Algebraic addition of an element matrices n-th order A is called the determinant of a matrix taken with a certain sign ( n–1)th order obtained by deleting i-th line and j th matrix column A:

Let's create the so-called attached matrix:

where are the algebraic complements of the corresponding elements of the matrix A.
Note that algebraic additions of matrix row elements A are placed in the corresponding columns of the matrix à , that is, the matrix is ​​transposed at the same time.
By dividing all the elements of the matrix à by Δ – the value of the matrix determinant A, we get the inverse matrix as a result:

Let's note the row special properties inverse matrix:
1) for a given matrix A its inverse matrix is the only one;
2) if there is an inverse matrix, then right reverse And left reverse the matrices coincide with it;
3) a singular (singular) square matrix does not have an inverse matrix.

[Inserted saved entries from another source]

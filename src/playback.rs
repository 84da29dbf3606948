//! Inbound audio playback queue
//!
//! Decoded PCM chunks from the session are queued in arrival order and
//! drained through the audio output device by at most one drain thread at a
//! time. The drain re-checks the queue under the drain flag before exiting
//! so a chunk racing with its conclusion is never stranded.

use crate::device::{AudioOutput, AudioOutputFn};
use crate::events::{EventKind, HostEvent, MessageCallback};
use crate::fifo::ChunkFifo;
use std::sync::atomic::{AtomicBool, Ordering};
use std::sync::{Arc, Mutex, MutexGuard, PoisonError};
use tracing::{debug, error};

const QUEUE_CAPACITY: usize = 256;

/// FIFO of decoded PCM buffers with a single active drain.
pub struct PlaybackQueue {
    queue: ChunkFifo<Vec<u8>>,
    /// True while a drain thread is logically active.
    draining: Mutex<bool>,
    /// Output device, opened lazily on first playback.
    output: Mutex<Option<Box<dyn AudioOutput>>>,
    output_factory: AudioOutputFn,
    /// Terminal flag: once closed, chunks are discarded and the device is
    /// never reopened.
    closed: AtomicBool,
    callback: MessageCallback,
}

fn lock<T>(mutex: &Mutex<T>) -> MutexGuard<'_, T> {
    mutex.lock().unwrap_or_else(PoisonError::into_inner)
}

impl PlaybackQueue {
    pub fn new(output_factory: AudioOutputFn, callback: MessageCallback) -> Arc<Self> {
        Arc::new(Self {
            queue: ChunkFifo::new(QUEUE_CAPACITY),
            draining: Mutex::new(false),
            output: Mutex::new(None),
            output_factory,
            closed: AtomicBool::new(false),
            callback,
        })
    }

    /// Append one chunk and make sure a drain is running.
    pub fn enqueue(self: &Arc<Self>, chunk: Vec<u8>) {
        if self.closed.load(Ordering::Relaxed) {
            debug!("playback closed, dropping {} byte chunk", chunk.len());
            return;
        }
        self.queue.push(chunk);

        let mut draining = lock(&self.draining);
        if !*draining {
            let queue = Arc::clone(self);
            let spawned = std::thread::Builder::new()
                .name("playback-drain".into())
                .spawn(move || queue.drain());
            match spawned {
                Ok(_) => *draining = true,
                Err(e) => error!("failed to spawn playback drain: {e}"),
            }
        }
    }

    /// Pop and play until the queue stays empty.
    fn drain(&self) {
        loop {
            match self.queue.pop() {
                Some(chunk) => {
                    if let Err(e) = self.write_chunk(&chunk) {
                        error!("audio playback failed: {e}");
                        (self.callback)(HostEvent::new(
                            format!("audio playback failed: {e}"),
                            EventKind::Error,
                        ));
                        self.queue.clear();
                    }
                }
                None => {
                    let mut draining = lock(&self.draining);
                    if self.queue.is_empty() {
                        *draining = false;
                        return;
                    }
                    // a chunk arrived while this drain was concluding
                }
            }
        }
    }

    fn write_chunk(&self, chunk: &[u8]) -> anyhow::Result<()> {
        let mut output = lock(&self.output);
        if self.closed.load(Ordering::Relaxed) {
            debug!("playback closed, discarding {} byte chunk", chunk.len());
            return Ok(());
        }
        if output.is_none() {
            *output = Some((self.output_factory)()?);
        }
        if let Some(device) = output.as_mut() {
            device.write(chunk)?;
        }
        Ok(())
    }

    /// Number of chunks waiting to play.
    pub fn queued(&self) -> usize {
        self.queue.len()
    }

    /// Drop all pending chunks; an in-flight device write completes.
    pub fn clear(&self) {
        self.queue.clear();
    }

    /// Clear the queue and release the output device. Terminal.
    pub fn close(&self) {
        self.closed.store(true, Ordering::Relaxed);
        self.queue.clear();
        *lock(&self.output) = None;
    }
}

#[cfg(test)]
mod tests {
    use super::*;
    use std::sync::atomic::AtomicUsize;
    use std::sync::mpsc::Receiver;
    use std::time::{Duration, Instant};

    struct RecordingOutput {
        chunks: Arc<Mutex<Vec<Vec<u8>>>>,
        active_writes: Arc<AtomicUsize>,
        max_active: Arc<AtomicUsize>,
        dropped: Arc<AtomicBool>,
        gate: Option<Receiver<()>>,
    }

    impl AudioOutput for RecordingOutput {
        fn write(&mut self, pcm: &[u8]) -> anyhow::Result<()> {
            let active = self.active_writes.fetch_add(1, Ordering::SeqCst) + 1;
            self.max_active.fetch_max(active, Ordering::SeqCst);
            if let Some(gate) = &self.gate {
                let _ = gate.recv();
            }
            self.chunks.lock().unwrap().push(pcm.to_vec());
            self.active_writes.fetch_sub(1, Ordering::SeqCst);
            Ok(())
        }
    }

    impl Drop for RecordingOutput {
        fn drop(&mut self) {
            self.dropped.store(true, Ordering::SeqCst);
        }
    }

    struct Probes {
        chunks: Arc<Mutex<Vec<Vec<u8>>>>,
        max_active: Arc<AtomicUsize>,
        dropped: Arc<AtomicBool>,
    }

    fn gated_playback(gate: Option<Receiver<()>>) -> (Arc<PlaybackQueue>, Probes) {
        let probes = Probes {
            chunks: Arc::new(Mutex::new(Vec::new())),
            max_active: Arc::new(AtomicUsize::new(0)),
            dropped: Arc::new(AtomicBool::new(false)),
        };
        let chunks = Arc::clone(&probes.chunks);
        let max_active = Arc::clone(&probes.max_active);
        let dropped = Arc::clone(&probes.dropped);
        let gate = Mutex::new(gate);
        let factory: AudioOutputFn = Box::new(move || {
            Ok(Box::new(RecordingOutput {
                chunks: Arc::clone(&chunks),
                active_writes: Arc::new(AtomicUsize::new(0)),
                max_active: Arc::clone(&max_active),
                dropped: Arc::clone(&dropped),
                gate: lock(&gate).take(),
            }) as Box<dyn AudioOutput>)
        });
        let callback: MessageCallback = Arc::new(|_| {});
        (PlaybackQueue::new(factory, callback), probes)
    }

    fn wait_for<F: Fn() -> bool>(condition: F) {
        let deadline = Instant::now() + Duration::from_secs(5);
        while !condition() {
            assert!(Instant::now() < deadline, "timed out waiting for condition");
            std::thread::sleep(Duration::from_millis(5));
        }
    }

    #[test]
    fn plays_chunks_in_enqueue_order() {
        let (playback, probes) = gated_playback(None);
        for i in 0u8..32 {
            playback.enqueue(vec![i; 4]);
        }
        wait_for(|| probes.chunks.lock().unwrap().len() == 32);

        let chunks = probes.chunks.lock().unwrap();
        for (i, chunk) in chunks.iter().enumerate() {
            assert_eq!(chunk, &vec![i as u8; 4]);
        }
        assert_eq!(probes.max_active.load(Ordering::SeqCst), 1);
    }

    #[test]
    fn new_drain_starts_after_previous_concluded() {
        let (playback, probes) = gated_playback(None);
        playback.enqueue(vec![1]);
        wait_for(|| probes.chunks.lock().unwrap().len() == 1);
        wait_for(|| !*lock(&playback.draining));

        playback.enqueue(vec![2]);
        wait_for(|| probes.chunks.lock().unwrap().len() == 2);
        assert_eq!(probes.max_active.load(Ordering::SeqCst), 1);
    }

    #[test]
    fn concurrent_enqueues_all_play_exactly_once() {
        let (playback, probes) = gated_playback(None);
        let mut handles = Vec::new();
        for t in 0u8..4 {
            let playback = Arc::clone(&playback);
            handles.push(std::thread::spawn(move || {
                for i in 0u8..25 {
                    playback.enqueue(vec![t, i]);
                }
            }));
        }
        for handle in handles {
            handle.join().unwrap();
        }
        wait_for(|| probes.chunks.lock().unwrap().len() == 100);

        let mut chunks = probes.chunks.lock().unwrap().clone();
        chunks.sort();
        chunks.dedup();
        assert_eq!(chunks.len(), 100);
        assert_eq!(probes.max_active.load(Ordering::SeqCst), 1);
    }

    #[test]
    fn close_clears_queue_and_releases_device() {
        let (gate_tx, gate_rx) = std::sync::mpsc::channel();
        let (playback, probes) = gated_playback(Some(gate_rx));

        playback.enqueue(vec![1]);
        playback.enqueue(vec![2]);
        playback.enqueue(vec![3]);

        // first chunk is in flight, two remain queued
        wait_for(|| probes.max_active.load(Ordering::SeqCst) == 1);
        playback.clear();
        assert_eq!(playback.queued(), 0);

        // let the in-flight write finish, then tear down
        drop(gate_tx);
        wait_for(|| !*lock(&playback.draining));
        playback.close();
        wait_for(|| probes.dropped.load(Ordering::SeqCst));
        assert_eq!(playback.queued(), 0);

        // closed queue discards new chunks
        playback.enqueue(vec![4]);
        assert_eq!(playback.queued(), 0);
    }

    #[test]
    fn factory_failure_reports_error_and_drops_queue() {
        let failures = Arc::new(AtomicUsize::new(0));
        let factory: AudioOutputFn = Box::new(|| anyhow::bail!("no device"));
        let failures_clone = Arc::clone(&failures);
        let callback: MessageCallback = Arc::new(move |event| {
            assert_eq!(event.kind, EventKind::Error);
            failures_clone.fetch_add(1, Ordering::SeqCst);
        });
        let playback = PlaybackQueue::new(factory, callback);

        playback.enqueue(vec![1]);
        playback.enqueue(vec![2]);
        wait_for(|| !*lock(&playback.draining));
        assert_eq!(playback.queued(), 0);
        assert!(failures.load(Ordering::SeqCst) >= 1);
    }
}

Basic properties of an inverse matrix:
1) the determinant of the inverse matrix and the determinant of the original matrix are reciprocals;
2) the inverse matrix of the product of square matrices is equal to the product of the inverse matrix of factors, taken in reverse order:

3) the transposed inverse matrix is ​​equal to the inverse matrix of the given transposed matrix:

EXAMPLE Calculate the inverse of the given matrix.